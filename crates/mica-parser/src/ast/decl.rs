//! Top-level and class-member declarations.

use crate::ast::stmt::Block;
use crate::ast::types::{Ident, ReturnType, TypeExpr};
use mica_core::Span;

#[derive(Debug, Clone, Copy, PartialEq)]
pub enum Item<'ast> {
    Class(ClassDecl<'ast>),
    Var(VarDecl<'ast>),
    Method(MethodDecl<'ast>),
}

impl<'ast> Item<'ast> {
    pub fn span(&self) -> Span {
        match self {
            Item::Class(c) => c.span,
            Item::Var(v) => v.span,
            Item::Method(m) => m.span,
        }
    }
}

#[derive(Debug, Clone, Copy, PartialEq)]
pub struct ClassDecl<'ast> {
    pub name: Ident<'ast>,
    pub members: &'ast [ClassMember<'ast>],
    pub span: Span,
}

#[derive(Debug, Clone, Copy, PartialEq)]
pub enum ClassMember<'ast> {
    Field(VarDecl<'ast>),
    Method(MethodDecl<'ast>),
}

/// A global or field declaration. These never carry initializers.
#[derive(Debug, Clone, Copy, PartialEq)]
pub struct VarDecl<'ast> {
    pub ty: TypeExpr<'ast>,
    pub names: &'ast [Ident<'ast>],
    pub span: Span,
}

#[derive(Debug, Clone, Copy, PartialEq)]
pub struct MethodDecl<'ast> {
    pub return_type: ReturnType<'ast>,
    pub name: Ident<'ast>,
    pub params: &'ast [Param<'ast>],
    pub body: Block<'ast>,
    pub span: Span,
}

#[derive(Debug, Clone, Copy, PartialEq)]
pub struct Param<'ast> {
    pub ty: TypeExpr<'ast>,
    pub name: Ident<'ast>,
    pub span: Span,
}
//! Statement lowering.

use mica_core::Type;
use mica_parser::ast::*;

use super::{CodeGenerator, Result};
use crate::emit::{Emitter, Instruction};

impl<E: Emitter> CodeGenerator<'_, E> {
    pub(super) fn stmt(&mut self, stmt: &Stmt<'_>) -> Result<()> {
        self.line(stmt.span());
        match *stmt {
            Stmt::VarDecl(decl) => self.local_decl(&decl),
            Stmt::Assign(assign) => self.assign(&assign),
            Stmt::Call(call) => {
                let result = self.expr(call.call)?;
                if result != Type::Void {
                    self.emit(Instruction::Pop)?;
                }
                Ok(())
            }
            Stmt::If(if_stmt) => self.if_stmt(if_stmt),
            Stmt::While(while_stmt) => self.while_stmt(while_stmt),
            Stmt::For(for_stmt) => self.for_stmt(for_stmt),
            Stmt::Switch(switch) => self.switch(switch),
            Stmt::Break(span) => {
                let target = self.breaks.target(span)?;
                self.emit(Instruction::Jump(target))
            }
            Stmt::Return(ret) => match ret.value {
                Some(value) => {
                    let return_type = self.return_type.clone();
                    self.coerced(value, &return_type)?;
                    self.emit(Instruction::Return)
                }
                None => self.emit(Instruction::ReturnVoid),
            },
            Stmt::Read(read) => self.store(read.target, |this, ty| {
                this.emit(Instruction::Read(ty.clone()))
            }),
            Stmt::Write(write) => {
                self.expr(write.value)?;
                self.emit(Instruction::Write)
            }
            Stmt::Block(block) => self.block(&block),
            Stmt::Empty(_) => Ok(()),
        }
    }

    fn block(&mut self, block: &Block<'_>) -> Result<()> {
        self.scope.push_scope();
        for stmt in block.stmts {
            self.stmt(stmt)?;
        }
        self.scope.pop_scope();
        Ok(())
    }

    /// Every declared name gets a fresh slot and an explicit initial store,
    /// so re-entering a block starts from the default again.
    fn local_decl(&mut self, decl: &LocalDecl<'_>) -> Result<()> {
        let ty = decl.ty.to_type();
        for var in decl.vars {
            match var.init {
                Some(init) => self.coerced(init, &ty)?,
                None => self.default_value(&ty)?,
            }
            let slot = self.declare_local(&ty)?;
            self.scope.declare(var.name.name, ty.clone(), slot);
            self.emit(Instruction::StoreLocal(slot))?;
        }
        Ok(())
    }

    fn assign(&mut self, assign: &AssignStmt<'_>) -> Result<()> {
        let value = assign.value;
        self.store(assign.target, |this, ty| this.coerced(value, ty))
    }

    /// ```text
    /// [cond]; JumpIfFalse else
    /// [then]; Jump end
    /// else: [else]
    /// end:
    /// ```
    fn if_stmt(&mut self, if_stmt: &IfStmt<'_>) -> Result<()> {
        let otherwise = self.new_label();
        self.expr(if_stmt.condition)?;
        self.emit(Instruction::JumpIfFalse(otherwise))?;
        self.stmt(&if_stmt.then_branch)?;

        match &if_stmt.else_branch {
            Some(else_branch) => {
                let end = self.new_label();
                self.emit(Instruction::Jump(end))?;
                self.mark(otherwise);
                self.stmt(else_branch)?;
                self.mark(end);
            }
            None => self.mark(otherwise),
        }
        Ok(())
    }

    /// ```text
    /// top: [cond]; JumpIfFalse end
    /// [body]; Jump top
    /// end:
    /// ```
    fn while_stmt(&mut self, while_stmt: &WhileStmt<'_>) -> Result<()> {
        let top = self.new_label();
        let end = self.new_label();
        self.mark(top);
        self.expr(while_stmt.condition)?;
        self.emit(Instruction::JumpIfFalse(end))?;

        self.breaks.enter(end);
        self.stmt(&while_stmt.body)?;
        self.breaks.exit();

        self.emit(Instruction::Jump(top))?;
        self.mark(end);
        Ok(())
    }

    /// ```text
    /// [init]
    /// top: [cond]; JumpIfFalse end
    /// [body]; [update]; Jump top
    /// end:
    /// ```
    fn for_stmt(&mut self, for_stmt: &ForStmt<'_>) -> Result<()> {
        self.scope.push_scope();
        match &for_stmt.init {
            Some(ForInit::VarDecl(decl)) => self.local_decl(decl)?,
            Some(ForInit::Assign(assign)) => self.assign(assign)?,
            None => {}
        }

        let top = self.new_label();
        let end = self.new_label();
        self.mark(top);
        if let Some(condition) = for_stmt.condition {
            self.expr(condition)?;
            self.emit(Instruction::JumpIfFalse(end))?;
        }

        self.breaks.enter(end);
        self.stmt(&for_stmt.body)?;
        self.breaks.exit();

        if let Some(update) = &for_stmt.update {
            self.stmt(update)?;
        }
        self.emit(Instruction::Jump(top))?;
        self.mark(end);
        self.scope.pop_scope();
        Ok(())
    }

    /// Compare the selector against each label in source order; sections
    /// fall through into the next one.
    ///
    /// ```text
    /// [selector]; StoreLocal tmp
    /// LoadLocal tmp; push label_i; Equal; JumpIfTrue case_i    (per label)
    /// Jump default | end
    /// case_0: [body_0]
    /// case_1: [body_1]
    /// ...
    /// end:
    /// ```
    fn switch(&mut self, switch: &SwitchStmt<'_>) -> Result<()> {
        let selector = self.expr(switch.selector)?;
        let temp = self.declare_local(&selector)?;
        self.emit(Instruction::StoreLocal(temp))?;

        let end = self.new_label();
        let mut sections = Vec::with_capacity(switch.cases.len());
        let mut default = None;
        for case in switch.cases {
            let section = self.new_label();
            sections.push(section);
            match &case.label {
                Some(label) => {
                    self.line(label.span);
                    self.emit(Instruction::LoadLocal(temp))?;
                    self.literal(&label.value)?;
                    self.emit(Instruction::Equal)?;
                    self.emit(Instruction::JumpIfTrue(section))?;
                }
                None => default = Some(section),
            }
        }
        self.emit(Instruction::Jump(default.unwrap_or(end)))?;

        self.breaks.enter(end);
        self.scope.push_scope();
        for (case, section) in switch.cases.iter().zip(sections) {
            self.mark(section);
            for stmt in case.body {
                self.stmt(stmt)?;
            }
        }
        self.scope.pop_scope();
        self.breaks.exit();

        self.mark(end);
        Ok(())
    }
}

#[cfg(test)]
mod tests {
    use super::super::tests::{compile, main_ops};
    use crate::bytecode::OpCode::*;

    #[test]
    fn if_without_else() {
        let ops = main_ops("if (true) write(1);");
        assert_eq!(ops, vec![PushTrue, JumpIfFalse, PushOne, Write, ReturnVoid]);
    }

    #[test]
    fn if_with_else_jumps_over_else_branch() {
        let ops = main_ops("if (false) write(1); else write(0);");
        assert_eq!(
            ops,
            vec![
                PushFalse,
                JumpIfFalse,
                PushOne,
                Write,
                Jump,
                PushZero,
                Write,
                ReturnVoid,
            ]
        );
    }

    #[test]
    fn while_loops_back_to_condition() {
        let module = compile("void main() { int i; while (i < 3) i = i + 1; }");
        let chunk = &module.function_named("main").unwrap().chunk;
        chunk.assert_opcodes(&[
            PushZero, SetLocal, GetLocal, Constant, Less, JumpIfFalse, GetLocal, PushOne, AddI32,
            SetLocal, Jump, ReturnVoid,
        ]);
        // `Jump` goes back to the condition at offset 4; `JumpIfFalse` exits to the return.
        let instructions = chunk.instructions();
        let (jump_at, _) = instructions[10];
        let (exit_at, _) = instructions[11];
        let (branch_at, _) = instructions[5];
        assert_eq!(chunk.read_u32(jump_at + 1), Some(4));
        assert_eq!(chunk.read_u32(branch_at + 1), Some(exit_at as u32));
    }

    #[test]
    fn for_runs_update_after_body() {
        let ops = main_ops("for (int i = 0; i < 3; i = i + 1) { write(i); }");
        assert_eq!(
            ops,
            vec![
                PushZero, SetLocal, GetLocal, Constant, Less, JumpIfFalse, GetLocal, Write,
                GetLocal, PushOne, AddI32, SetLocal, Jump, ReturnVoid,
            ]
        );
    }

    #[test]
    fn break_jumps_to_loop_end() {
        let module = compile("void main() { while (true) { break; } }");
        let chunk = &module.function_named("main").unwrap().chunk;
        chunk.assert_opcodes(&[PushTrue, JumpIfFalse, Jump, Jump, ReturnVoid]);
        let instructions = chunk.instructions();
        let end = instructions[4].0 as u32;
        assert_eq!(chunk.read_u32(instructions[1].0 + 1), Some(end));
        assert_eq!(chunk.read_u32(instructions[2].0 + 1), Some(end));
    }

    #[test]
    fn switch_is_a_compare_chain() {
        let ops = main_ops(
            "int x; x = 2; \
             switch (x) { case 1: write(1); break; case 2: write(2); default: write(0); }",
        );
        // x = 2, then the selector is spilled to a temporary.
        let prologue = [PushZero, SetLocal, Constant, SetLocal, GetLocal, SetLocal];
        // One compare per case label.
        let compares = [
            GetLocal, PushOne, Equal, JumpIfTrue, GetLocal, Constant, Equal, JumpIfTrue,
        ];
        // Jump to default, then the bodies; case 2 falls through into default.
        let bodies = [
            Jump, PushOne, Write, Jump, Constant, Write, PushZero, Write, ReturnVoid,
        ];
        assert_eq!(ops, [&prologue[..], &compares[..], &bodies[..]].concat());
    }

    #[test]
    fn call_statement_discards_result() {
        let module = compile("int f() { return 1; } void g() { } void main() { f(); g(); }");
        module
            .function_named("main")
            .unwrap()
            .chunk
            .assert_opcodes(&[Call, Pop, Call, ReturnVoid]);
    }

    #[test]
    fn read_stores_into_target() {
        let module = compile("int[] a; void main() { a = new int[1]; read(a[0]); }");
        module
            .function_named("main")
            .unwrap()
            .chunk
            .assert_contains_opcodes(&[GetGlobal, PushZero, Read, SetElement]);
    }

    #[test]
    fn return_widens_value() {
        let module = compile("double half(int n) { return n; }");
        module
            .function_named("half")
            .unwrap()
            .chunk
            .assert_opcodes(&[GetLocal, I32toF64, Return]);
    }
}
:::::
Going through the listing above line by line, tally those containing "ClassDecl" and state only the total.

THE COMPLETED TASK. 2